■ Material provided ■
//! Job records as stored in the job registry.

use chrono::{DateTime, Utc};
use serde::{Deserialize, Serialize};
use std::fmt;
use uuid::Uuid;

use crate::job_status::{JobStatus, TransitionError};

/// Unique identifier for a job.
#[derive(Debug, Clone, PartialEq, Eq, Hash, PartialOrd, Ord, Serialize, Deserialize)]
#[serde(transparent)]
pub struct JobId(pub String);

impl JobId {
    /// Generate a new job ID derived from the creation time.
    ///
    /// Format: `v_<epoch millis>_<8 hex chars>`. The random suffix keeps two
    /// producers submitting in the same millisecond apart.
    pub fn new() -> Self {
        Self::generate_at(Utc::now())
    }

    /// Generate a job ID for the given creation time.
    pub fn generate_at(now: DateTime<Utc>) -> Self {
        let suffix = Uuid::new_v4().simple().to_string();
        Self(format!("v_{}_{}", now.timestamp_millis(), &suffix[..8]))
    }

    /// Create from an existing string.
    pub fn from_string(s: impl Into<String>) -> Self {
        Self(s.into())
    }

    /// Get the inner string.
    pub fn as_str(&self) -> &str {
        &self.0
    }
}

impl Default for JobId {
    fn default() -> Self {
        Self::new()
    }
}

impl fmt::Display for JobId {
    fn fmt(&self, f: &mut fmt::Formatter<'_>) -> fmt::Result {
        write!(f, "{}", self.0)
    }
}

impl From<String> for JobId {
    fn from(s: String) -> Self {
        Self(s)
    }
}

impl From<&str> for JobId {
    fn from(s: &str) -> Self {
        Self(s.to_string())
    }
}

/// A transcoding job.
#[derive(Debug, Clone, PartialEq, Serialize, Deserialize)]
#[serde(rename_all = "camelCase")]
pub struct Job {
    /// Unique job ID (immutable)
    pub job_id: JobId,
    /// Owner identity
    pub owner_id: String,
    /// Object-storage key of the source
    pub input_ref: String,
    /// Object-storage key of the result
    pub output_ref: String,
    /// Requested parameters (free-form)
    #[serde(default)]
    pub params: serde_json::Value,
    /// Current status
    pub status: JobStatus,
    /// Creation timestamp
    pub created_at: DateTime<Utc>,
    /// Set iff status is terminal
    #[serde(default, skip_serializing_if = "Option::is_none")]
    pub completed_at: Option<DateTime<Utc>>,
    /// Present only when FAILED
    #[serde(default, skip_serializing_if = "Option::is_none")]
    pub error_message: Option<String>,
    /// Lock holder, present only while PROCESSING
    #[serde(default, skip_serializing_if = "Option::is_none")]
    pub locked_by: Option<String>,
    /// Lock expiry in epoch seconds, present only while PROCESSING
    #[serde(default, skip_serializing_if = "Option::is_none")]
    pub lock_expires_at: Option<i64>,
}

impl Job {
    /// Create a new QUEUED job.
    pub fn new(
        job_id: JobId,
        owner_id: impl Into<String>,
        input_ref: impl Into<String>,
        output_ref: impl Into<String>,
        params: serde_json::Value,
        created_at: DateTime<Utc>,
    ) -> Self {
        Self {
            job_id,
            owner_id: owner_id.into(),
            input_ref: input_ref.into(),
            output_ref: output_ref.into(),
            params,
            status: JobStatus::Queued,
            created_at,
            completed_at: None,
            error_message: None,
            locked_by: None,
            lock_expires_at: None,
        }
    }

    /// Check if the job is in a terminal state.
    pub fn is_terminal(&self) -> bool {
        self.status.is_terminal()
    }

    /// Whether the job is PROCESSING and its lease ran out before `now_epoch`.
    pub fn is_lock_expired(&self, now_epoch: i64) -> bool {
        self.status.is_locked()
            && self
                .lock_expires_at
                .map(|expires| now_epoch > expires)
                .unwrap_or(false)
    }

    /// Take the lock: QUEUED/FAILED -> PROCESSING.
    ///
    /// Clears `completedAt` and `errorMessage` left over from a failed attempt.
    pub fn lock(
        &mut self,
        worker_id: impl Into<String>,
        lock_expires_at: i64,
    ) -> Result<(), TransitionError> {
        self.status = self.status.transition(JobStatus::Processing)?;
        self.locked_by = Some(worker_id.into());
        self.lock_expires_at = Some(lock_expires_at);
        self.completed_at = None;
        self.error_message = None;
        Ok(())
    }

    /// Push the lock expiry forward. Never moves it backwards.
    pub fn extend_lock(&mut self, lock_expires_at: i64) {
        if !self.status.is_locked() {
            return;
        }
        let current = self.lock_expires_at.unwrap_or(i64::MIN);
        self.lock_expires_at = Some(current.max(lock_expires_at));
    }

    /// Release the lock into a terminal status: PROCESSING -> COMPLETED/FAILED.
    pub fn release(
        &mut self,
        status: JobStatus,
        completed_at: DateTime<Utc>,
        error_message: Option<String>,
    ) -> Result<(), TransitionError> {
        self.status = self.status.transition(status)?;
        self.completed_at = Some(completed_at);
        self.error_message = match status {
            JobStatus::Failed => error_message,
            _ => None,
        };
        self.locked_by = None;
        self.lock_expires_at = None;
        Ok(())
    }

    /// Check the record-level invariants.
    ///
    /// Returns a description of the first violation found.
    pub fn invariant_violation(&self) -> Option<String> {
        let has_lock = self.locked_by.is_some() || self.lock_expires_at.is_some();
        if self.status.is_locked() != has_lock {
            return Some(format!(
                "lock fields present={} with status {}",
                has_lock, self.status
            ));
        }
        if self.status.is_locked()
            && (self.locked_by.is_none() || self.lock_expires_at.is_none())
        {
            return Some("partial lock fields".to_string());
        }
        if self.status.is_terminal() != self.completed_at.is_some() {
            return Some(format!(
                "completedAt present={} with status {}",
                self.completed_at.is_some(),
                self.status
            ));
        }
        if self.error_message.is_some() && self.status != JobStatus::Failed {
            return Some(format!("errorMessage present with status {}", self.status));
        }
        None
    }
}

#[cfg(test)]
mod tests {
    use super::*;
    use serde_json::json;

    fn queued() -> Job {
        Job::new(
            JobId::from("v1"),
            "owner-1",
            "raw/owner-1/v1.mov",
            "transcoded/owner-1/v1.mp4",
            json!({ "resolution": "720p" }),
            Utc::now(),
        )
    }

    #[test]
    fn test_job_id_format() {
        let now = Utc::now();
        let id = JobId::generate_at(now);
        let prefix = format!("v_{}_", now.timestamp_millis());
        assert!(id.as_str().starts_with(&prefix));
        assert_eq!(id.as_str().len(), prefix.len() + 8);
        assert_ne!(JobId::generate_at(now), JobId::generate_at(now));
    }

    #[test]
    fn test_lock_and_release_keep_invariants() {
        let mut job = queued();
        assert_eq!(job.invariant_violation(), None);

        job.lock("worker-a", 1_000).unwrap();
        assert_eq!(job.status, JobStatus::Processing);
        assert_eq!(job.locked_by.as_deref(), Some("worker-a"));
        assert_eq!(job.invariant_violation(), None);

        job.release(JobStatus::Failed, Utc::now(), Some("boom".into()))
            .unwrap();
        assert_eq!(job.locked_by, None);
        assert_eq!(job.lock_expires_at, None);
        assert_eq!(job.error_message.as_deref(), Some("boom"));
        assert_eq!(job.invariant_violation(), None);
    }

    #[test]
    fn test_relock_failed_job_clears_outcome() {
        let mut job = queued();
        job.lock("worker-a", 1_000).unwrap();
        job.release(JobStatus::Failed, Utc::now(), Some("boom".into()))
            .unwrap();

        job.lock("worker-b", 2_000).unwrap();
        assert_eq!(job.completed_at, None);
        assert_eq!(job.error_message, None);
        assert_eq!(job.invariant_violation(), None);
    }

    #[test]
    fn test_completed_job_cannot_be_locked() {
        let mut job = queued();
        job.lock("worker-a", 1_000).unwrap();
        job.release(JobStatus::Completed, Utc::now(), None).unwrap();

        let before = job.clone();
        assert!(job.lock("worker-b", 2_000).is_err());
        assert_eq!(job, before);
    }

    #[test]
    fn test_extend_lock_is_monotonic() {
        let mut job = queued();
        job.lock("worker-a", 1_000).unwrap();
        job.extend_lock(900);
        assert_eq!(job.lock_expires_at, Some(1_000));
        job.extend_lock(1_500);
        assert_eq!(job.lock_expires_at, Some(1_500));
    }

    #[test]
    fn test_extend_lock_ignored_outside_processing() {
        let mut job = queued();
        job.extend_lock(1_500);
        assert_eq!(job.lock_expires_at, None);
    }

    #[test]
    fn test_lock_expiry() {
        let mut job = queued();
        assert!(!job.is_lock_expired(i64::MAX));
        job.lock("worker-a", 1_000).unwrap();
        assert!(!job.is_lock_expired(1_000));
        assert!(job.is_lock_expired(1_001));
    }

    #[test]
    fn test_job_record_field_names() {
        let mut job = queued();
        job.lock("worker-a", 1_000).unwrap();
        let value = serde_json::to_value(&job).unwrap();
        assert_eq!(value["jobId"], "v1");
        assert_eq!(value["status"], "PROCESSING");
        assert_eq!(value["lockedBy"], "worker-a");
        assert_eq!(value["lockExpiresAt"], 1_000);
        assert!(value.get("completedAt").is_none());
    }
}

■ Task to carry out ■
Each line from the top of the material above through the line containing "identifier for a job." must be output exactly, and no other line.

■ Response to this exercise ■
//! Job records as stored in the job registry.

use chrono::{DateTime, Utc};
use serde::{Deserialize, Serialize};
use std::fmt;
use uuid::Uuid;

use crate::job_status::{JobStatus, TransitionError};

/// Unique identifier for a job.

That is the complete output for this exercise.